When the word "working" shows up in a line of the data below, copy that whole line.

[Material for this task — start]

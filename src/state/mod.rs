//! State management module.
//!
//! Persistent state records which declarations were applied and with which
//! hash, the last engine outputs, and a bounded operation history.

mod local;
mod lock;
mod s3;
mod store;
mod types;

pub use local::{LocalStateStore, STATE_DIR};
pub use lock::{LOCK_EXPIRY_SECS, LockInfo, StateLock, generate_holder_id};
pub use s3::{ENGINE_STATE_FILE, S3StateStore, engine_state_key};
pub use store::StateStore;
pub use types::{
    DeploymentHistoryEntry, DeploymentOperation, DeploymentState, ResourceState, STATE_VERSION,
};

[Material for this task — finish]
[Material for this task — start]

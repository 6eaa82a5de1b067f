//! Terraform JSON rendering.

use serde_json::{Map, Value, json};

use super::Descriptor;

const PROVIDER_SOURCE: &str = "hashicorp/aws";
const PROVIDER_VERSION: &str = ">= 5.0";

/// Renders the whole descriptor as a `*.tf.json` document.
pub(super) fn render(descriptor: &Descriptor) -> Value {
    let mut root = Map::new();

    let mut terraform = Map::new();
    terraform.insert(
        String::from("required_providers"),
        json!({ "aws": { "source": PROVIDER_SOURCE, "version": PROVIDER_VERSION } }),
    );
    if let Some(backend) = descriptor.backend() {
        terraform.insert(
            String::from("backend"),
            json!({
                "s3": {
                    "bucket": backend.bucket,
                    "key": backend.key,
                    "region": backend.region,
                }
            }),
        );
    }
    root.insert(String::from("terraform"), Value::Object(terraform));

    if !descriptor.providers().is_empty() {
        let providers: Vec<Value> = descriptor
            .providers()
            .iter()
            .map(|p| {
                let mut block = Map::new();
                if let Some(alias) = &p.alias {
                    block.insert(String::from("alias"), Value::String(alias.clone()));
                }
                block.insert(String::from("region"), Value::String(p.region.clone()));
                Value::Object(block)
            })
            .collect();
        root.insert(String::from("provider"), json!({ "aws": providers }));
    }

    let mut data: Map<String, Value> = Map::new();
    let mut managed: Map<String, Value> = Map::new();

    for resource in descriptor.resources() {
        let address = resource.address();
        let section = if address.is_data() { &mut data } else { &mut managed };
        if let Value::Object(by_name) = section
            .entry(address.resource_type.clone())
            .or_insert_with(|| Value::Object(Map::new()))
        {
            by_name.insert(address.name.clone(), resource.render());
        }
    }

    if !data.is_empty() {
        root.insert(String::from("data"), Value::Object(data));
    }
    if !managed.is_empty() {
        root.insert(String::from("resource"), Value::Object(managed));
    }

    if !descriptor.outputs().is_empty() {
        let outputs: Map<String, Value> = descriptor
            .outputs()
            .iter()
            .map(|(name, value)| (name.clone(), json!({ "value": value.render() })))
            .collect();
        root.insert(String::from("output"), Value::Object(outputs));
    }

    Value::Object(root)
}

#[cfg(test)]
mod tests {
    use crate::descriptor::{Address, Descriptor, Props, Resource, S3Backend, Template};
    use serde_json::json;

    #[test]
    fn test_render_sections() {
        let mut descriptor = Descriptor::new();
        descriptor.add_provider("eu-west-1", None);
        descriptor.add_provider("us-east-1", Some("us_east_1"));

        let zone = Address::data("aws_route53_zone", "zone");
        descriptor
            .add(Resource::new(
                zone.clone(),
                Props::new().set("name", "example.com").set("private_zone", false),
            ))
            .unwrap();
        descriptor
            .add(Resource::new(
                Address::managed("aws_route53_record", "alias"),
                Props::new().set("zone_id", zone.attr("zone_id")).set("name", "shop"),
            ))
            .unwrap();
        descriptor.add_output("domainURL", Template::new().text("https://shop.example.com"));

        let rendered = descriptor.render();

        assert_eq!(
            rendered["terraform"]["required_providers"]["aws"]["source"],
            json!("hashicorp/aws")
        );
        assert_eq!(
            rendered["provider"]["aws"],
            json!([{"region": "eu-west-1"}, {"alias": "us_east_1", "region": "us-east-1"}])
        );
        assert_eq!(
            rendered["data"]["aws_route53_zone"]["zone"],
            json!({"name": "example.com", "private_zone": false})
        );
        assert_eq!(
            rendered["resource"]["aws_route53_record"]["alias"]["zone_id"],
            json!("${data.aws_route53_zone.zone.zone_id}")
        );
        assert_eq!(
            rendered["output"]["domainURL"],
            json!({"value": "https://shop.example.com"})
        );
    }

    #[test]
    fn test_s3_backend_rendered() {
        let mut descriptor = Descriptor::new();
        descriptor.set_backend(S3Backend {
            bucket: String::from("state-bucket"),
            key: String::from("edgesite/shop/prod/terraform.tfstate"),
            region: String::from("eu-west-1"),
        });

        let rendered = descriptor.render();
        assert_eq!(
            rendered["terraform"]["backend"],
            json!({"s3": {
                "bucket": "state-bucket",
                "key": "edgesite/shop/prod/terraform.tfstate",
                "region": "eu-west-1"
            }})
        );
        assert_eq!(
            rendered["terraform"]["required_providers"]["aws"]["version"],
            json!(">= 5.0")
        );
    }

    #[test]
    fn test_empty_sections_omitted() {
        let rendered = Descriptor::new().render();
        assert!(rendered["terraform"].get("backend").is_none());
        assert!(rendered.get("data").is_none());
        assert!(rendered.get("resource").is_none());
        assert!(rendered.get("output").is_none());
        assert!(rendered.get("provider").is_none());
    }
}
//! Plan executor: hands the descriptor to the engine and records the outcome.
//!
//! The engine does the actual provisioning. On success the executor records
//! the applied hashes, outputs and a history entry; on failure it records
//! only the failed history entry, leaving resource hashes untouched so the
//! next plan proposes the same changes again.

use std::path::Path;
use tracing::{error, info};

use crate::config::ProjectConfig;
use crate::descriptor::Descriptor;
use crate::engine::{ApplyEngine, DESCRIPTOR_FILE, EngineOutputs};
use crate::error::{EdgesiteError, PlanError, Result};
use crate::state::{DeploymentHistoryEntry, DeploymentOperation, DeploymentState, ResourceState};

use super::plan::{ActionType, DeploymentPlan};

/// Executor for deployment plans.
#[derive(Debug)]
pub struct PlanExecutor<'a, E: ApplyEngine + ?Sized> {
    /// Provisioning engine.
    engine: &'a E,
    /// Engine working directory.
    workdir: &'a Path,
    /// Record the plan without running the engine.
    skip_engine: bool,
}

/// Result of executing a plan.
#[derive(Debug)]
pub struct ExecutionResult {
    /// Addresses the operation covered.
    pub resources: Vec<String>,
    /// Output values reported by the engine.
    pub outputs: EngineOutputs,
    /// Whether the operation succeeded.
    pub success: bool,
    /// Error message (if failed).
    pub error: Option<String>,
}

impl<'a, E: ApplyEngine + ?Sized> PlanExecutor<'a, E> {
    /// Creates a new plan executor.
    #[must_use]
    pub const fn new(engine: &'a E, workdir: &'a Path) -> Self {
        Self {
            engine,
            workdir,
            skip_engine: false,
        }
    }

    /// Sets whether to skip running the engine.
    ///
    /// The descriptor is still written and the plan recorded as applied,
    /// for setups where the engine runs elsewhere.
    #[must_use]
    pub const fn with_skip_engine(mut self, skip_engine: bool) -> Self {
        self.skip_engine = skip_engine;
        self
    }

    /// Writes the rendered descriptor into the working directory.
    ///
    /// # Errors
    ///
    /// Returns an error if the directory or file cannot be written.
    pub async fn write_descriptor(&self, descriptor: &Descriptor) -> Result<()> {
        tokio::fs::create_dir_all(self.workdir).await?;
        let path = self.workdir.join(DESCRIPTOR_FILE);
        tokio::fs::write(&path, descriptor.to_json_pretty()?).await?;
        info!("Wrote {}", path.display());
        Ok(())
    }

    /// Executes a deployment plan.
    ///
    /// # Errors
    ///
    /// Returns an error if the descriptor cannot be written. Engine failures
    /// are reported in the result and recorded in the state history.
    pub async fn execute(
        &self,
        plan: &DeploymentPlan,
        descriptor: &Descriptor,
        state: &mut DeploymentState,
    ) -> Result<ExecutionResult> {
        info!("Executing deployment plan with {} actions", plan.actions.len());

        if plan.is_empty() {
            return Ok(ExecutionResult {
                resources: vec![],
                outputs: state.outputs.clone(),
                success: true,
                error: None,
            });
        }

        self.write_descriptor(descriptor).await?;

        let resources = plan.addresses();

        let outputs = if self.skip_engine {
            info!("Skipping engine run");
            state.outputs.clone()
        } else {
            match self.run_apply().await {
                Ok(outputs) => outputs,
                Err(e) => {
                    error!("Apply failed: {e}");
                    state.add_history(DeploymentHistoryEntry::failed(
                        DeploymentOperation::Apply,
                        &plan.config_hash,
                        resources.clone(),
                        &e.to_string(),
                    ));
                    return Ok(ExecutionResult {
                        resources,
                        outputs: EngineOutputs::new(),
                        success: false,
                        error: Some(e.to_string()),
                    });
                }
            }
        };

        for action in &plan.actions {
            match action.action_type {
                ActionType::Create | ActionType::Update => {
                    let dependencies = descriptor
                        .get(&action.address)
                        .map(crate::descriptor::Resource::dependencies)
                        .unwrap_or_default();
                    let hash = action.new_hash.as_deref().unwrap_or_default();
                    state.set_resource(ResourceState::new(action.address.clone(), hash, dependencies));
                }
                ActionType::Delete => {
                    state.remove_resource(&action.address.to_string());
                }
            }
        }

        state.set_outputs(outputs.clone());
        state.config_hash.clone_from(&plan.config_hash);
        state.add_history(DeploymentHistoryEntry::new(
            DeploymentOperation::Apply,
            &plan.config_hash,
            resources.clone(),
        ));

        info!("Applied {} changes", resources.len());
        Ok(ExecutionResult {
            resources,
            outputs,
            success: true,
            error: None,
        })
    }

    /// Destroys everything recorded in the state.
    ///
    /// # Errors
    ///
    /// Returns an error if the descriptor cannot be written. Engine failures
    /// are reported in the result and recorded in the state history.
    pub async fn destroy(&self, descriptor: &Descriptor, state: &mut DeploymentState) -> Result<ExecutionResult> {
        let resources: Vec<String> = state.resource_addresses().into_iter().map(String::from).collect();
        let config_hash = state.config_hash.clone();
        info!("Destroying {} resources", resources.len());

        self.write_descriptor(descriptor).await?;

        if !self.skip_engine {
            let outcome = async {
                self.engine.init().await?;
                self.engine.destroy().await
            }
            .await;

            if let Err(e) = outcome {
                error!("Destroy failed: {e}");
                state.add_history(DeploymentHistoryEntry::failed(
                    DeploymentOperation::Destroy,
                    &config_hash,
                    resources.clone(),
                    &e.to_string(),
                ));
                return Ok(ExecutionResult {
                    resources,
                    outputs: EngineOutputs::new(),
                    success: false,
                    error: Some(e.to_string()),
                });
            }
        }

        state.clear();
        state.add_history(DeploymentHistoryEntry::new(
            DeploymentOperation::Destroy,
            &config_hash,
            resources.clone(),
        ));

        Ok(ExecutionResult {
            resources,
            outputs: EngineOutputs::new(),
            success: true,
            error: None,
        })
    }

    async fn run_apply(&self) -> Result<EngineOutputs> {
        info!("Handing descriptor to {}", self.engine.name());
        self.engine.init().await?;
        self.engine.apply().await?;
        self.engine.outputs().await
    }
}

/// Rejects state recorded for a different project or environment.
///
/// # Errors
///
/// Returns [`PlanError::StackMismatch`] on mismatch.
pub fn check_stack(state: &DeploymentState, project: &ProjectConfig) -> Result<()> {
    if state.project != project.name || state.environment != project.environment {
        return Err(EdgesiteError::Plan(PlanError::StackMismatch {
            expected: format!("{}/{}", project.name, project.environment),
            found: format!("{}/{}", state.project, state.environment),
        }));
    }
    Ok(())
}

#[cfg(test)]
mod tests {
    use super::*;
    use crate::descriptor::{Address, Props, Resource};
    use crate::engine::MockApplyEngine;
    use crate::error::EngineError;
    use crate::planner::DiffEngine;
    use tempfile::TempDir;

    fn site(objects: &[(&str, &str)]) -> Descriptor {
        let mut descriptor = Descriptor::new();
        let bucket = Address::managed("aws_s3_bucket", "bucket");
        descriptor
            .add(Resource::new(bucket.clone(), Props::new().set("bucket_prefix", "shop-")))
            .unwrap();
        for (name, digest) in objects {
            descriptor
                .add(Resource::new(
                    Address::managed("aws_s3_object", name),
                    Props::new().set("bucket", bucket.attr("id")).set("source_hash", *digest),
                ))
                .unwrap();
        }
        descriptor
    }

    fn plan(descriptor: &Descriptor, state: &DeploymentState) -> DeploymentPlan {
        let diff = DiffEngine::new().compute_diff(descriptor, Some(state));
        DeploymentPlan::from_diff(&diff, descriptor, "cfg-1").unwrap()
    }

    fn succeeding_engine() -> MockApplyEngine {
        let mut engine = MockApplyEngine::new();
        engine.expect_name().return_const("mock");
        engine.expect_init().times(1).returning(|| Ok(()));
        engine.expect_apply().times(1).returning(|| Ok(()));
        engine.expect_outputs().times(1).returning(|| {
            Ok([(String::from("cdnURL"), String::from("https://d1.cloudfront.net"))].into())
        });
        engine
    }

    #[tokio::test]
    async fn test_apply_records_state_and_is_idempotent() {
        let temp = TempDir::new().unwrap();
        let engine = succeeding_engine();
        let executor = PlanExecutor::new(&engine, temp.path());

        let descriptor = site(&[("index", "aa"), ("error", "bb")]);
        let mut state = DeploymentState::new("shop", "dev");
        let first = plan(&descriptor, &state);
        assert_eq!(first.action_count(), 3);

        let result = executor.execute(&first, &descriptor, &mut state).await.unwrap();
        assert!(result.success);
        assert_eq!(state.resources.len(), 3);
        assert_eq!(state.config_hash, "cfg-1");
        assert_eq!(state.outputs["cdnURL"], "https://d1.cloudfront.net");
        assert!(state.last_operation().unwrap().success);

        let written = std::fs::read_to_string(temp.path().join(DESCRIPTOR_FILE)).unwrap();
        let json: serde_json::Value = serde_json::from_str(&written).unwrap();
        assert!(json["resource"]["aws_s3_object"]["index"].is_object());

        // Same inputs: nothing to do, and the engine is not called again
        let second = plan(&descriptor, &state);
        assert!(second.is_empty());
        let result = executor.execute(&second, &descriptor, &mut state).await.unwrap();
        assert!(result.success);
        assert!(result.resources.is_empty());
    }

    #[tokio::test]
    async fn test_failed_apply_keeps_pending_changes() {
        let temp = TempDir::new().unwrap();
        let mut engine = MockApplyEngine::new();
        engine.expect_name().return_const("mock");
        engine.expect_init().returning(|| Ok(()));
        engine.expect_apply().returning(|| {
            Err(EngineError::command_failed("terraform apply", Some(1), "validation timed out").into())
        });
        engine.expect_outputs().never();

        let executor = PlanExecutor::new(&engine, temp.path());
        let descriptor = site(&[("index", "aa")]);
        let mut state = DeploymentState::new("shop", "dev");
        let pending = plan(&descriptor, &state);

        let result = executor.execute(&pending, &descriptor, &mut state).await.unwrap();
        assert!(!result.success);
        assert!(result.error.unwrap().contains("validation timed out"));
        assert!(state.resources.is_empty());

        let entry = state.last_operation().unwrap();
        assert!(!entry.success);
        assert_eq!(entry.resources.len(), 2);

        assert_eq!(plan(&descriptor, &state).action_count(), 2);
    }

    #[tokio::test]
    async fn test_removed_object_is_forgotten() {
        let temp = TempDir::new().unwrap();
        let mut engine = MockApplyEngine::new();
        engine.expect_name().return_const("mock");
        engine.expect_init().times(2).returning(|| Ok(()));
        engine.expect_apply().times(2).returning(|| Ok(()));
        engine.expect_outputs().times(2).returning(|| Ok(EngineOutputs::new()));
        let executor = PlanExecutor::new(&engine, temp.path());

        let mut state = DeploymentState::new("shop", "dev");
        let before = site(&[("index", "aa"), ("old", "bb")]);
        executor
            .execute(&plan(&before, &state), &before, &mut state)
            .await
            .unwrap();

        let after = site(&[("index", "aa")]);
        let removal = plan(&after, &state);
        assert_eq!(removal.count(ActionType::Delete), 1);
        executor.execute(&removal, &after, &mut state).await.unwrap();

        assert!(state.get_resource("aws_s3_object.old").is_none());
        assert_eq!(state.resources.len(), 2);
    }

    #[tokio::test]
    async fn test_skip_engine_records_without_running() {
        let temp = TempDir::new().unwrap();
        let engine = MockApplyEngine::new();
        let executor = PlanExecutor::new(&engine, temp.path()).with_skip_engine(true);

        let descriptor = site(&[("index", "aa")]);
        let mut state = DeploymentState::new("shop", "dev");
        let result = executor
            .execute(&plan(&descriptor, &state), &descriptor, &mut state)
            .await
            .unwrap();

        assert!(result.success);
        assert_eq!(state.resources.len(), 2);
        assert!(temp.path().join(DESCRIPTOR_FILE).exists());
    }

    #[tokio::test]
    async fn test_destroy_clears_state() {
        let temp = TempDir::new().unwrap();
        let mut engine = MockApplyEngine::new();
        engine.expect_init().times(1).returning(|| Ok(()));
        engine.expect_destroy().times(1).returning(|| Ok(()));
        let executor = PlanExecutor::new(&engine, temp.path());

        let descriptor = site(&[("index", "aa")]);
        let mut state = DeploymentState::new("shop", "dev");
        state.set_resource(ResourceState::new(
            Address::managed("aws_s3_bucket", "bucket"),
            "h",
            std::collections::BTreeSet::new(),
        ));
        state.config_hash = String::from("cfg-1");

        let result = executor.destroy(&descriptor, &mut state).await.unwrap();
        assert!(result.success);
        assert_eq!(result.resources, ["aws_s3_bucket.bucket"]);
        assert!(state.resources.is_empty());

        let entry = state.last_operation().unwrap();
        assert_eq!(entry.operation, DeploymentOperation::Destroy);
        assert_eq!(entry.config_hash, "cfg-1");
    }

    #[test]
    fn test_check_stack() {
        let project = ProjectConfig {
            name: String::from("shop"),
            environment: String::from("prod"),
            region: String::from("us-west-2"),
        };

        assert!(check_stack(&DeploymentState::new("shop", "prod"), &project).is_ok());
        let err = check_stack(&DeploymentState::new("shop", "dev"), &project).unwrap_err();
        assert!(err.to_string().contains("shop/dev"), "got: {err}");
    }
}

[Material for this task — finish]

Result for this task »
    /// Engine working directory.
    /// Writes the rendered descriptor into the working directory.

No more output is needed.